The Night Of...

JORDAN GAGNE, one of my former Berklee Valencia scoring students (and a wicked-good composer himself), steered my attention to HBO's new series, THE NIGHT OF, and its music. Jordan is working as a studio assistant to the show's composer, Jeff Russo. The first episode hooked me; the second episode went to the pit of my stomach with the weight of dread. I don't have a good feeling about where the trajectory of the plot may be taking us, but it's an accident I'm not going to be able to look away from, any more than I can look away from a nightmare.

With the show's creative architects being Steve Zaillian (Schindler's List and Gangs Of New York) and Richard Price (Sea Of Love, The Color Of Money), it would be well worth giving attention simply to see what these brilliant guys came up with.
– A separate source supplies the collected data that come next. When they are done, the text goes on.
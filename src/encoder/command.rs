use crate::config::{EffectiveStreamConfig, Encoder};
use crate::recorder::RecordConfig;

use super::CommandSpec;

const COPY: &str = "copy";
const NONE: &str = "none";

fn video_preset(name: &str) -> Option<&'static [&'static str]> {
    let args: &'static [&'static str] = match name {
        "h264" => &[
            "-c:v", "libx264", "-g", "50", "-profile:v", "high", "-level:v", "4.1",
            "-preset:v", "superfast", "-tune:v", "zerolatency", "-pix_fmt:v", "yuv420p",
        ],
        "h265" => &[
            "-c:v", "libx265", "-g", "50", "-profile:v", "main", "-level:v", "5.1",
            "-preset:v", "superfast", "-tune:v", "zerolatency",
        ],
        "mjpeg" => &["-c:v", "mjpeg", "-pix_fmt:v", "yuvj420p"],
        NONE => &["-vn"],
        _ => return None,
    };
    Some(args)
}

fn audio_preset(name: &str) -> Option<&'static [&'static str]> {
    let args: &'static [&'static str] = match name {
        "aac" => &["-c:a", "aac"],
        "opus" => &["-c:a", "libopus", "-application:a", "lowdelay"],
        "pcmu" => &["-c:a", "pcm_mulaw", "-ar:a", "8000", "-ac:a", "1"],
        "pcma" => &["-c:a", "pcm_alaw", "-ar:a", "8000", "-ac:a", "1"],
        NONE => &["-an"],
        _ => return None,
    };
    Some(args)
}

fn codec_args(mode: &str, flag: &str, preset: fn(&str) -> Option<&'static [&'static str]>) -> Vec<String> {
    match preset(mode) {
        Some(args) => args.iter().map(|a| a.to_string()).collect(),
        None => vec![flag.to_string(), mode.to_string()],
    }
}

fn split_args(args: &str) -> Vec<String> {
    // validated when the config is loaded
    shellwords::split(args).unwrap_or_default()
}

/// Encoder command line that records `source` into `job.output`.
///
/// Scaling, frame rate and bitrate only apply when video is re-encoded.
pub fn build_command(
    encoder: &Encoder,
    source: &str,
    job: &RecordConfig,
    stream: &EffectiveStreamConfig,
) -> CommandSpec {
    let mut args = split_args(&encoder.input_args);
    args.extend(["-i".to_string(), source.to_string()]);

    args.extend(codec_args(&job.video, "-c:v", video_preset));
    args.extend(codec_args(&job.audio, "-c:a", audio_preset));

    if job.video != COPY && job.video != NONE {
        if let Some(bitrate) = &stream.bitrate_limit {
            args.extend(["-b:v".to_string(), bitrate.clone()]);
        }
        let scale = match (stream.width, stream.height) {
            (Some(w), Some(h)) => Some(format!("scale={w}:{h}")),
            (Some(w), None) => Some(format!("scale={w}:-2")),
            (None, Some(h)) => Some(format!("scale=-2:{h}")),
            (None, None) => None,
        };
        if let Some(scale) = scale {
            args.extend(["-vf".to_string(), scale]);
        }
        if let Some(fps) = stream.framerate {
            args.extend(["-r".to_string(), fps.to_string()]);
        }
    }

    args.extend(split_args(&encoder.output_args));
    args.extend([
        "-f".to_string(),
        job.format.clone(),
        "-y".to_string(),
        job.output.to_string_lossy().into_owned(),
    ]);

    CommandSpec {
        program: encoder.program.clone(),
        args,
        stream: stream.stream.clone(),
        output: job.output.clone(),
    }
}
use std::path::{Path, PathBuf};
use std::time::SystemTime;

use api::cleanup::{human_size, RecordingFile};
use chrono::{DateTime, Local, TimeZone};
use tracing::{debug, warn};
use walkdir::WalkDir;

/// A recording found on disk during a cleanup pass
#[derive(Debug, Clone)]
pub struct RecordingFileInfo {
    pub path: PathBuf,
    /// Path below the storage root
    pub relative: PathBuf,
    pub stream: String,
    pub size: u64,
    pub modified: DateTime<Local>,
    /// Recording start from the filename, or the modification time when it has none
    pub recorded_at: DateTime<Local>,
}

impl RecordingFileInfo {
    pub fn filename(&self) -> &str {
        self.path
            .file_name()
            .and_then(|n| n.to_str())
            .unwrap_or_default()
    }

    pub fn to_api(&self, active: bool) -> RecordingFile {
        RecordingFile {
            stream: self.stream.clone(),
            filename: self.filename().to_string(),
            path: self.path.to_string_lossy().into_owned(),
            relative_path: self.relative.to_string_lossy().into_owned(),
            size: self.size,
            size_human: human_size(self.size),
            recorded_at: self.recorded_at,
            modified_at: self.modified,
            format: storage::format_from_extension(&self.path)
                .unwrap_or_default()
                .to_string(),
            date: self.recorded_at.format("%Y-%m-%d").to_string(),
            active,
        }
    }
}

fn is_hidden(name: &str) -> bool {
    name.starts_with('.')
}

/// Every media file below `root`. Hidden directories and anything under `excluded`
/// are skipped. Unreadable entries are logged and ignored.
pub fn scan(root: &Path, excluded: &[&Path]) -> Vec<RecordingFileInfo> {
    if !root.exists() {
        debug!("[cleanup] storage root {} does not exist", root.display());
        return vec![];
    }

    WalkDir::new(root)
        .into_iter()
        .filter_entry(|entry| {
            if entry.depth() == 0 {
                return true;
            }
            let hidden = entry.file_type().is_dir()
                && entry.file_name().to_str().is_some_and(is_hidden);
            !hidden && !excluded.iter().any(|x| entry.path() == *x)
        })
        .filter_map(|entry| match entry {
            Ok(entry) => Some(entry),
            Err(e) => {
                warn!("[cleanup] skipping unreadable entry: {}", e);
                None
            }
        })
        .filter(|entry| entry.file_type().is_file() && storage::is_media_file(entry.path()))
        .filter_map(|entry| {
            let meta = match entry.metadata() {
                Ok(meta) => meta,
                Err(e) => {
                    warn!("[cleanup] cannot stat {}: {}", entry.path().display(), e);
                    return None;
                }
            };
            let modified: DateTime<Local> =
                meta.modified().unwrap_or(SystemTime::UNIX_EPOCH).into();
            let path = entry.into_path();
            let relative = path.strip_prefix(root).unwrap_or(&path).to_path_buf();
            Some(describe(path, relative, meta.len(), modified))
        })
        .collect()
}

fn describe(
    path: PathBuf,
    relative: PathBuf,
    size: u64,
    modified: DateTime<Local>,
) -> RecordingFileInfo {
    let stamp = path
        .file_name()
        .and_then(|n| n.to_str())
        .and_then(storage::parse_filename_timestamp);
    let stream = storage::infer_stream(&relative, stamp.as_ref());
    let recorded_at = stamp
        .and_then(|s| Local.from_local_datetime(&s.at).earliest())
        .unwrap_or(modified);

    RecordingFileInfo {
        path,
        relative,
        stream,
        size,
        modified,
        recorded_at,
    }
}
But it's the infrastructure of the show, including the score and the spellbinding, Sidney Lumet-ish cinematography by Igor Martinovic (Man On Wire), who I'm betting will be the next Janusz Kaminski, that takes it completely out of the realm of "TV" and into that new place halfway between the living room and the old 8th Street Playhouse in Greenwich Village (where I first saw films by Roman Polanski, Claude Chabrol, and Sam Fuller)--a place that is now, and will continue to be, the proving ground for new composers.

There's a single shot in the final act that's worthy of Alain Resnais. The protagonist (played by Poorna Jagannathan) is being transferred to Riker's Island to await trial, and as he's being led through the  exterior prisoner door, the camera drops to the event's reflection in a puddle of dirty rainwater. In the hands of lesser artists, it might've felt like a show-off shot, but as with almost everything else about the show, it is embedded in the story.